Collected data
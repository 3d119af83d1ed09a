//! Integration tests for the sync engine and relay server.

use graphsync_engine::{SyncConfig, SyncError, Synchronizer};
use graphsync_model::{ExportOptions, Field};
use graphsync_protocol::{CommitSet, Gid, Scalar, Value};
use graphsync_server::ServerConfig;
use graphsync_testkit::prelude::*;
use proptest::prelude::*;

/// A replica with a started synchronizer and no auto-commit.
fn synced(priority: i64) -> (Replica, Synchronizer) {
    let replica = Replica::new();
    let sync = Synchronizer::with_model(
        &replica.root,
        SyncConfig::new()
            .with_priority(priority)
            .with_sync_registry(true),
    )
    .unwrap();
    sync.start();
    (replica, sync)
}

fn root_commit(commits: &CommitSet) -> &graphsync_protocol::Commit {
    &commits[&Gid::from("root")]
}

#[test]
fn newer_version_beats_older_history() {
    init_tracing();
    let (s, s_sync) = synced(1);
    let (c, c_sync) = synced(0);

    s.root.set("foo", "s");
    let s1 = s_sync.commit();
    assert_eq!(root_commit(&s1).version, 1);
    c_sync.merge(s1).unwrap();
    assert_eq!(c.root.get("foo"), Field::from("s"));

    c.root.set("foo", "c");
    let c2 = c_sync.commit();
    assert_eq!(root_commit(&c2).version, 2);

    let merged = s_sync.merge(c2).unwrap();
    assert_eq!(root_commit(&merged).changes["foo"], Value::from("c"));
    assert_eq!(s.root.get("foo"), Field::from("c"));
}

#[test]
fn priority_breaks_ties_at_equal_versions() {
    let (s, s_sync) = synced(1);
    let (c, c_sync) = synced(0);

    s.root.set("x", 1);
    c_sync.merge(s_sync.commit()).unwrap();

    s.root.set("foo", "s");
    c.root.set("foo", "c");
    let s2 = s_sync.commit();
    let c2 = c_sync.commit();
    assert_eq!(root_commit(&s2).version, 2);
    assert_eq!(root_commit(&c2).version, 2);

    c_sync.merge(s2).unwrap();
    let merged = s_sync.merge(c2).unwrap();

    assert!(root_commit(&merged).changes.is_empty());
    assert_eq!(s.root.get("foo"), Field::from("s"));
    assert_eq!(c.root.get("foo"), Field::from("s"));
}

#[test]
fn conflicts_resolve_the_same_in_any_order() {
    for a_first in [true, false] {
        let (a, a_sync) = synced(1);
        let (b, b_sync) = synced(0);

        a.root.set("foo", "a");
        b.root.set("foo", "b");
        let a1 = a_sync.commit();
        let b1 = b_sync.commit();

        if a_first {
            b_sync.merge(a1).unwrap();
            a_sync.merge(b1).unwrap();
        } else {
            a_sync.merge(b1).unwrap();
            b_sync.merge(a1).unwrap();
        }

        assert_eq!(a.root.get("foo"), Field::from("a"));
        assert_eq!(b.root.get("foo"), Field::from("a"));
    }
}

#[test]
fn merging_twice_changes_nothing() {
    let (a, a_sync) = synced(1);
    let (b, b_sync) = synced(0);

    a.root.set("foo", "a");
    let commits = a_sync.commit();
    let uuid = root_commit(&commits).uuid;

    b_sync.merge(commits.clone()).unwrap();
    let before = b.snapshot();
    let again = b_sync.merge(commits).unwrap();

    assert_eq!(root_commit(&again).uuid, uuid);
    assert_eq!(b.snapshot(), before);
    assert!(!b_sync.has_changes());
}

#[test]
fn merged_changes_are_not_recorded() {
    let (a, a_sync) = synced(1);
    let (b, b_sync) = synced(0);

    a.root.set("foo", "a");
    a.root.set("bar", 3);
    b_sync.merge(a_sync.commit()).unwrap();

    assert_eq!(b.root.get("bar"), Field::from(3));
    assert!(!b_sync.has_changes());
    assert!(b_sync.commit().is_empty());
}

#[test]
fn history_bound_rejects_old_commits() {
    let (a, a_sync) = synced(0);
    let b = Replica::new();
    let b_sync = Synchronizer::with_model(
        &b.root,
        SyncConfig::new()
            .with_history_length(3)
            .with_sync_registry(true),
    )
    .unwrap();
    b_sync.start();

    a.root.set("n", 0);
    let stale = a_sync.commit();

    let mut min_versions = Vec::new();
    for i in 1..=5 {
        b.root.set("n", i);
        b_sync.commit();
        min_versions.push(b_sync.watcher(&Gid::from("root")).unwrap().history_min_version());
    }
    assert_eq!(min_versions, vec![1, 1, 1, 2, 3]);

    let err = b_sync.merge(stale).unwrap_err();
    assert_eq!(err, SyncError::outdated(Gid::from("root"), 1, 3));
    assert_eq!(b.root.get("n"), Field::from(5));
}

#[test]
fn new_entities_travel_in_full_then_by_reference() {
    let (a, a_sync) = synced(0);
    let (b, b_sync) = synced(1);

    let child = a
        .registry
        .builder("child")
        .field("name", "first")
        .create()
        .unwrap();
    a.root.set("child", &child);
    let first = a_sync.commit();
    match &root_commit(&first).changes["child"] {
        Value::Entity(data) => assert_eq!(data.get("name"), Some(&Value::from("first"))),
        other => panic!("expected full export, got {other:?}"),
    }

    a.root.set("again", &child);
    let second = a_sync.commit();
    assert_eq!(
        root_commit(&second).changes["again"],
        Value::reference("child")
    );

    b_sync.merge(first).unwrap();
    b_sync.merge(second).unwrap();

    let b_child = b.registry.get("child").unwrap();
    assert_eq!(b_child.get("name"), Field::from("first"));
    assert!(b.root.get("again").as_entity().unwrap().ptr_eq(&b_child));
    assert!(b_sync.watcher(&Gid::from("child")).is_some());
    assert!(!b_sync.has_changes());
}

#[test]
fn entities_merged_in_are_only_referenced_afterwards() {
    let (a, a_sync) = synced(1);
    let (b, b_sync) = synced(0);
    let a_x = a.registry.create("x").unwrap();
    let b_x = b.registry.create("x").unwrap();

    let c = a.registry.builder("c").field("name", "first").create().unwrap();
    a.root.set("child", &c);
    b_sync.merge(a_sync.commit()).unwrap();
    let b_c = b.registry.get("c").unwrap();
    assert!(!b_sync.is_new(b_c.gid()));

    c.set("name", "newer");
    let a2 = a_sync.commit();
    b_x.set("link", &b_c);
    let b1 = b_sync.commit();
    assert_eq!(b1[&Gid::from("x")].changes["link"], Value::reference("c"));

    a_sync.merge(b1).unwrap();
    b_sync.merge(a2).unwrap();

    assert_eq!(c.get("name"), Field::from("newer"));
    assert_eq!(b_c.get("name"), Field::from("newer"));
    assert!(a_x.get("link").as_entity().unwrap().ptr_eq(&c));
    assert!(!a_sync.has_changes());
    assert!(!b_sync.has_changes());
}

#[test]
fn nested_entity_edits_sync() {
    let (a, a_sync) = synced(0);
    let (b, b_sync) = synced(1);

    let child = a.registry.create("child").unwrap();
    a.root.set("child", &child);
    b_sync.merge(a_sync.commit()).unwrap();

    child.set("score", 10);
    let commits = a_sync.commit();
    assert!(commits.contains_key(&Gid::from("child")));
    b_sync.merge(commits).unwrap();

    assert_eq!(
        b.registry.get("child").unwrap().get("score"),
        Field::from(10)
    );
    assert_eq!(
        a.root.export(ExportOptions::deep()),
        b.root.export(ExportOptions::deep())
    );
}

#[test]
fn relay_converges_concurrent_edits() {
    init_tracing();
    let mut network = Network::new().unwrap().with_json_wire();
    let a = network.add_client().unwrap();
    let b = network.add_client().unwrap();
    let c = network.add_client().unwrap();
    network.pump();

    network.model(a).set("left", 1);
    network.model(b).set("right", 2);
    network.server_model().set("title", "server");
    network.settle();

    assert!(network.converged());
    assert_eq!(network.model(c).get("left"), Field::from(1));
    assert_eq!(network.model(c).get("right"), Field::from(2));
    assert_eq!(network.model(c).get("title"), Field::from("server"));
    assert!(network.errors().is_empty());
}

#[test]
fn first_push_to_reach_the_server_wins() {
    let mut network = Network::new().unwrap();
    let a = network.add_client().unwrap();
    let b = network.add_client().unwrap();
    network.pump();

    network.model(a).set("foo", "a");
    network.model(b).set("foo", "b");
    network.settle();

    assert!(network.converged());
    assert_eq!(network.model(b).get("foo"), Field::from("a"));
}

#[test]
fn outdated_push_is_answered_with_full_state() {
    let server_config = ServerConfig::new().with_history_length(1);
    let mut network = Network::with_replica(Replica::new(), server_config).unwrap();
    let a = network.add_client().unwrap();
    network.pump();

    network.server_model().set("foo", 1);
    network.server().synchronizer().commit();
    network.server_model().set("foo", 2);
    network.server().synchronizer().commit();

    network.model(a).set("bar", "late");
    network.client(a).synchronizer().commit();
    network.pump();

    assert!(network.server_model().get("bar").is_null());
    assert_eq!(network.model(a).get("foo"), Field::from(2));
    assert!(network.errors().is_empty());
}

#[test]
fn full_state_from_a_client_replaces_everyone() {
    let mut network = Network::new().unwrap();
    let a = network.add_client().unwrap();
    let b = network.add_client().unwrap();
    network.pump();

    network.server_model().set("stale", true);
    network.settle();
    assert_eq!(network.model(b).get("stale"), Field::from(true));

    network.client(a).synchronizer().stop();
    network.model(a).set("stale", Field::NULL);
    network.model(a).set("fresh", "yes");
    network.client(a).send_full_state().unwrap();
    network.pump();

    assert!(network.server_model().get("stale").is_null());
    assert_eq!(network.server_model().get("fresh"), Field::from("yes"));
    assert_eq!(network.model(b).get("fresh"), Field::from("yes"));
}

#[test]
fn application_messages_are_relayed() {
    let mut network = Network::new().unwrap();
    let a = network.add_client().unwrap();
    let b = network.add_client().unwrap();
    network.pump();

    let received = std::sync::Arc::new(parking_lot::Mutex::new(Vec::new()));
    let store = received.clone();
    let _sub = network
        .client(b)
        .subscribe_messages(move |payload| store.lock().push(payload.clone()));

    network
        .client(a)
        .message(serde_json::json!({"cursor": [1, 2]}))
        .unwrap();
    network.pump();

    assert_eq!(*received.lock(), vec![serde_json::json!({"cursor": [1, 2]})]);
}

proptest! {
    #![proptest_config(ProptestConfig::with_cases(32))]

    #[test]
    fn disjoint_edits_commute(
        a_edits in prop::collection::vec(("[a-c]", scalar_strategy()), 1..6),
        b_edits in prop::collection::vec(("[x-z]", scalar_strategy()), 1..6),
    ) {
        let (a, a_sync) = synced(1);
        let (b, b_sync) = synced(0);
        for (field, value) in &a_edits {
            a.root.set(field.as_str(), Field::Scalar(value.clone()));
        }
        for (field, value) in &b_edits {
            b.root.set(field.as_str(), Field::Scalar(value.clone()));
        }

        let a1 = a_sync.commit();
        let b1 = b_sync.commit();
        if !b1.is_empty() {
            a_sync.merge(b1).unwrap();
        }
        if !a1.is_empty() {
            b_sync.merge(a1).unwrap();
        }

        prop_assert_eq!(a.snapshot(), b.snapshot());
    }

    #[test]
    fn same_field_conflicts_go_to_priority(
        a_edits in prop::collection::vec((field_name_strategy(), scalar_strategy()), 1..6),
        b_edits in prop::collection::vec((field_name_strategy(), scalar_strategy()), 1..6),
    ) {
        let (a, a_sync) = synced(1);
        let (b, b_sync) = synced(0);
        for (field, value) in &a_edits {
            a.root.set(field.as_str(), Field::Scalar(value.clone()));
        }
        for (field, value) in &b_edits {
            b.root.set(field.as_str(), Field::Scalar(value.clone()));
        }
        let a_values = a.snapshot();

        let a1 = a_sync.commit();
        let b1 = b_sync.commit();
        if !b1.is_empty() {
            a_sync.merge(b1).unwrap();
        }
        if !a1.is_empty() {
            b_sync.merge(a1).unwrap();
        }

        let b_values = b.snapshot();
        prop_assert_eq!(a.snapshot(), b_values.clone());
        for (field, value) in &a_values {
            prop_assert_eq!(b_values.get(field), Some(value));
        }
    }

    #[test]
    fn settled_edits_converge(script in settled_script_strategy(3, 12)) {
        let mut network = Network::new().unwrap();
        network.add_client().unwrap();
        network.add_client().unwrap();
        network.pump();

        for edit in &script {
            edit.apply(&mut network);
        }

        prop_assert!(network.converged());
        prop_assert!(network.errors().is_empty());
    }
}

#[test]
fn scalar_values_round_trip_through_the_relay() {
    let mut network = Network::new().unwrap();
    let a = network.add_client().unwrap();
    let b = network.add_client().unwrap();
    network.pump();

    for (field, value) in [
        ("flag", Scalar::Bool(true)),
        ("count", Scalar::Integer(-7)),
        ("ratio", Scalar::Float(0.25)),
        ("name", Scalar::Text("graph".into())),
    ] {
        network.model(a).set(field, Field::Scalar(value));
    }
    network.settle();

    assert!(network.converged());
    assert_eq!(network.model(b).get("ratio"), Field::from(0.25));
}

WHAT YOU ARE ASKED TO DO
Nothing but the lines from the beginning of the records through the line with "let s1 = s_sync.commit();" should appear, each printed exactly.

THE COMPLETED TASK
repository 3d119af83d1ed09a
//! Integration tests for the sync engine and relay server.

use graphsync_engine::{SyncConfig, SyncError, Synchronizer};
use graphsync_model::{ExportOptions, Field};
use graphsync_protocol::{CommitSet, Gid, Scalar, Value};
use graphsync_server::ServerConfig;
use graphsync_testkit::prelude::*;
use proptest::prelude::*;

/// A replica with a started synchronizer and no auto-commit.
fn synced(priority: i64) -> (Replica, Synchronizer) {
    let replica = Replica::new();
    let sync = Synchronizer::with_model(
        &replica.root,
        SyncConfig::new()
            .with_priority(priority)
            .with_sync_registry(true),
    )
    .unwrap();
    sync.start();
    (replica, sync)
}

fn root_commit(commits: &CommitSet) -> &graphsync_protocol::Commit {
    &commits[&Gid::from("root")]
}

#[test]
fn newer_version_beats_older_history() {
    init_tracing();
    let (s, s_sync) = synced(1);
    let (c, c_sync) = synced(0);

    s.root.set("foo", "s");
    let s1 = s_sync.commit();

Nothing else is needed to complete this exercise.